ASSIGNED TASK: Look below for the line that contains "when it conflicts", then copy it and each following line exactly, through and including the line that contains "call, in seconds".
####################
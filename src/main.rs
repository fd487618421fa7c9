//! capi-operator - lifecycle operator for Cluster API providers

use std::path::PathBuf;
use std::sync::Arc;
use std::time::Duration;

use clap::{Args, Parser, Subcommand};
use k8s_openapi::apiextensions_apiserver::pkg::apis::apiextensions::v1::CustomResourceDefinition;
use kube::api::{Patch, PatchParams};
use kube::{Api, Client, CustomResourceExt};
use tokio_util::sync::CancellationToken;
use tracing_subscriber::{fmt, prelude::*, EnvFilter};

use capi_operator::applier::KubeTarget;
use capi_operator::controller::{register_providers, Context, KubeSource, Manager};
use capi_operator::crd::{BootstrapProvider, ControlPlaneProvider, CoreProvider, InfrastructureProvider};
use capi_operator::manifest::{CachedRepository, LocalRepository};
use capi_operator::retry::{retry_with_backoff, RetryConfig};
use capi_operator::{OperatorConfig, FIELD_MANAGER};

/// capi-operator - installs, upgrades and removes Cluster API providers
#[derive(Parser, Debug)]
#[command(name = "capi-operator", version, about, long_about = None)]
struct Cli {
    /// Print the provider CRDs as YAML and exit
    #[arg(long)]
    crd: bool,

    /// Emit logs as JSON
    #[arg(long, env = "LOG_JSON")]
    log_json: bool,

    #[command(subcommand)]
    command: Option<Commands>,
}

#[derive(Subcommand, Debug)]
enum Commands {
    /// Run the provider controllers (default mode)
    Controller(ControllerArgs),
}

/// Engine tunables
#[derive(Args, Debug, Clone)]
struct ControllerArgs {
    /// Root of the local manifest repository
    #[arg(long, env = "PROVIDERS_DIR", default_value = "/providers")]
    providers_dir: PathBuf,

    /// Reconciliations allowed in flight per provider kind
    #[arg(long, env = "MAX_CONCURRENT_RECONCILES", default_value = "1")]
    max_concurrent_reconciles: usize,

    /// First requeue delay after a retryable failure, in seconds
    #[arg(long, env = "BACKOFF_BASE_SECS", default_value = "1")]
    backoff_base_secs: u64,

    /// Ceiling on any requeue delay, in seconds
    #[arg(long, env = "BACKOFF_MAX_SECS", default_value = "300")]
    backoff_max_secs: u64,

    /// Attempts per component write when it conflicts
    #[arg(long, env = "CONFLICT_ATTEMPTS", default_value = "5")]
    conflict_attempts: u32,

    /// Bound on a manifest fetch, in seconds
    #[arg(long, env = "FETCH_TIMEOUT_SECS", default_value = "30")]
    fetch_timeout_secs: u64,

    /// Bound on a single target call, in seconds
    #[arg(long, env = "CALL_TIMEOUT_SECS", default_value = "30")]
    call_timeout_secs: u64,

    /// Re-verify ready providers this often, in seconds (0 disables)
    #[arg(long, env = "RESYNC_PERIOD_SECS", default_value = "600")]
    resync_period_secs: u64,
}

impl Default for ControllerArgs {
    fn default() -> Self {
        let defaults = OperatorConfig::default();
        Self {
            providers_dir: defaults.providers_dir,
            max_concurrent_reconciles: defaults.max_concurrent_reconciles,
            backoff_base_secs: defaults.backoff_base.as_secs(),
            backoff_max_secs: defaults.backoff_max.as_secs(),
            conflict_attempts: defaults.conflict_attempts,
            fetch_timeout_secs: defaults.fetch_timeout.as_secs(),
            call_timeout_secs: defaults.call_timeout.as_secs(),
            resync_period_secs: defaults.resync_period.map_or(0, |d| d.as_secs()),
        }
    }
}

impl From<ControllerArgs> for OperatorConfig {
    fn from(args: ControllerArgs) -> Self {
        Self {
            providers_dir: args.providers_dir,
            max_concurrent_reconciles: args.max_concurrent_reconciles,
            backoff_base: Duration::from_secs(args.backoff_base_secs),
            backoff_max: Duration::from_secs(args.backoff_max_secs),
            conflict_attempts: args.conflict_attempts,
            fetch_timeout: Duration::from_secs(args.fetch_timeout_secs),
            call_timeout: Duration::from_secs(args.call_timeout_secs),
            resync_period: (args.resync_period_secs > 0)
                .then(|| Duration::from_secs(args.resync_period_secs)),
        }
    }
}

#[tokio::main]
async fn main() -> anyhow::Result<()> {
    let cli = Cli::parse();
    init_tracing(cli.log_json);

    if cli.crd {
        for crd in provider_crds() {
            let yaml = serde_yaml::to_string(&crd)
                .map_err(|e| anyhow::anyhow!("Failed to serialize CRD: {}", e))?;
            println!("---\n{yaml}");
        }
        return Ok(());
    }

    match cli.command {
        Some(Commands::Controller(args)) => run_controller(args.into()).await,
        None => run_controller(ControllerArgs::default().into()).await,
    }
}

fn init_tracing(json: bool) {
    let filter = EnvFilter::try_from_default_env()
        .unwrap_or_else(|_| EnvFilter::new("info,capi_operator=debug,kube=info"));
    let registry = tracing_subscriber::registry().with(filter);
    if json {
        registry.with(fmt::layer().json()).init();
    } else {
        registry.with(fmt::layer()).init();
    }
}

fn provider_crds() -> [CustomResourceDefinition; 4] {
    [
        CoreProvider::crd(),
        InfrastructureProvider::crd(),
        BootstrapProvider::crd(),
        ControlPlaneProvider::crd(),
    ]
}

/// Install the provider CRDs with server-side apply so they always match
/// this operator's version.
async fn ensure_crds_installed(client: &Client) -> anyhow::Result<()> {
    let crds: Api<CustomResourceDefinition> = Api::all(client.clone());
    let params = PatchParams::apply(FIELD_MANAGER).force();

    for crd in provider_crds() {
        let name = crd
            .metadata
            .name
            .clone()
            .ok_or_else(|| anyhow::anyhow!("generated CRD has no name"))?;
        tracing::info!(crd = %name, "Installing CRD");
        retry_with_backoff(&RetryConfig::with_max_attempts(10), "install_crd", || async {
            crds.patch(&name, &params, &Patch::Apply(&crd)).await
        })
        .await
        .map_err(|e| anyhow::anyhow!("Failed to install CRD {}: {}", name, e))?;
    }

    tracing::info!("Provider CRDs installed/updated");
    Ok(())
}

/// Run the provider controllers until Ctrl-C
async fn run_controller(config: OperatorConfig) -> anyhow::Result<()> {
    config
        .validate()
        .map_err(|e| anyhow::anyhow!("Invalid configuration: {}", e))?;
    tracing::info!(?config, "Starting capi-operator controller");

    let client = Client::try_default()
        .await
        .map_err(|e| anyhow::anyhow!("Failed to create Kubernetes client: {}", e))?;
    ensure_crds_installed(&client).await?;

    let repository = Arc::new(CachedRepository::new(LocalRepository::new(
        config.providers_dir.clone(),
    )));
    let target = Arc::new(KubeTarget::new(client.clone()));
    let ctx = Arc::new(Context::new(repository, target, config));

    let manager = Manager::new(CancellationToken::new());
    let options = ctx.controller_options();
    let registrations = register_providers(&manager, ctx, &KubeSource::new(client), options);
    tracing::info!(kinds = registrations.len(), "Provider controllers registered");

    // single replica, no admission webhooks of our own
    manager.gates().set_elected();
    manager.gates().set_webhooks_ready();

    tokio::signal::ctrl_c()
        .await
        .map_err(|e| anyhow::anyhow!("Failed to listen for shutdown signal: {}", e))?;
    tracing::info!("Shutdown signal received");
    manager.shutdown().await;
    Ok(())
}
//! Session authentication extractor.
//!
//! `Auth<R>` reads the session cookie, verifies the token, loads the user,
//! and applies the role requirement `R`. Handlers declare what they need in
//! their signature:
//!
//! ```rust,ignore
//! async fn profile(auth: Auth) -> impl IntoResponse { ... }
//! async fn create(auth: Auth<FarmerOnly>) -> impl IntoResponse { ... }
//! ```
//!
//! The token carries only the user id, so a stale cookie for a deleted user
//! fails here, and role changes are picked up on the next request.

use std::marker::PhantomData;

use axum::extract::FromRequestParts;
use axum::http::request::Parts;
use axum_extra::extract::CookieJar;

use mandi_core::Role;

use crate::db::UserRepository;
use crate::error::AppError;
use crate::models::User;
use crate::services::session::SESSION_COOKIE;
use crate::state::AppState;

/// A role gate applied after the session is verified.
pub trait RoleRequirement: Send + Sync + 'static {
    /// Whether a user with `role` passes this gate.
    fn allows(role: Role) -> bool;

    /// Message for the 403 when the gate rejects.
    fn denial_message() -> &'static str;
}

/// Any authenticated user.
pub struct AnyRole;

impl RoleRequirement for AnyRole {
    fn allows(_role: Role) -> bool {
        true
    }

    fn denial_message() -> &'static str {
        ""
    }
}

/// Farmers only.
pub struct FarmerOnly;

impl RoleRequirement for FarmerOnly {
    fn allows(role: Role) -> bool {
        role == Role::Farmer
    }

    fn denial_message() -> &'static str {
        "Access restricted to farmers."
    }
}

/// Admins only.
pub struct AdminOnly;

impl RoleRequirement for AdminOnly {
    fn allows(role: Role) -> bool {
        role == Role::Admin
    }

    fn denial_message() -> &'static str {
        "Access restricted to admins."
    }
}

/// Extractor that authenticates the request and enforces a role requirement.
pub struct Auth<R: RoleRequirement = AnyRole> {
    /// The authenticated user.
    pub user: User,
    _role: PhantomData<R>,
}

impl<R: RoleRequirement> FromRequestParts<AppState> for Auth<R> {
    type Rejection = AppError;

    async fn from_request_parts(
        parts: &mut Parts,
        state: &AppState,
    ) -> Result<Self, Self::Rejection> {
        let jar = CookieJar::from_headers(&parts.headers);
        let token = jar
            .get(SESSION_COOKIE)
            .map(|cookie| cookie.value().to_owned())
            .ok_or_else(|| AppError::Unauthorized("Not authorized, no token.".into()))?;

        let user_id = state.sessions().verify(&token)?;

        let user = UserRepository::new(state.pool())
            .get_by_id(user_id)
            .await?
            .ok_or_else(|| AppError::Unauthorized("Not authorized.".into()))?;

        if !R::allows(user.role) {
            return Err(AppError::Forbidden(R::denial_message().to_owned()));
        }

        Ok(Self {
            user,
            _role: PhantomData,
        })
    }
}

#[cfg(test)]
mod tests {
    use super::*;

    #[test]
    fn test_any_role_allows_everyone() {
        assert!(AnyRole::allows(Role::Farmer));
        assert!(AnyRole::allows(Role::Buyer));
        assert!(AnyRole::allows(Role::Admin));
    }

    #[test]
    fn test_farmer_only_rejects_buyers_and_admins() {
        assert!(FarmerOnly::allows(Role::Farmer));
        assert!(!FarmerOnly::allows(Role::Buyer));
        assert!(!FarmerOnly::allows(Role::Admin));
    }

    #[test]
    fn test_admin_only_rejects_everyone_else() {
        assert!(AdminOnly::allows(Role::Admin));
        assert!(!AdminOnly::allows(Role::Farmer));
        assert!(!AdminOnly::allows(Role::Buyer));
    }
}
####################
RESPONSE BOX:
    /// Attempts per component write when it conflicts
    #[arg(long, env = "CONFLICT_ATTEMPTS", default_value = "5")]
    conflict_attempts: u32,

    /// Bound on a manifest fetch, in seconds
    #[arg(long, env = "FETCH_TIMEOUT_SECS", default_value = "30")]
    fetch_timeout_secs: u64,

    /// Bound on a single target call, in seconds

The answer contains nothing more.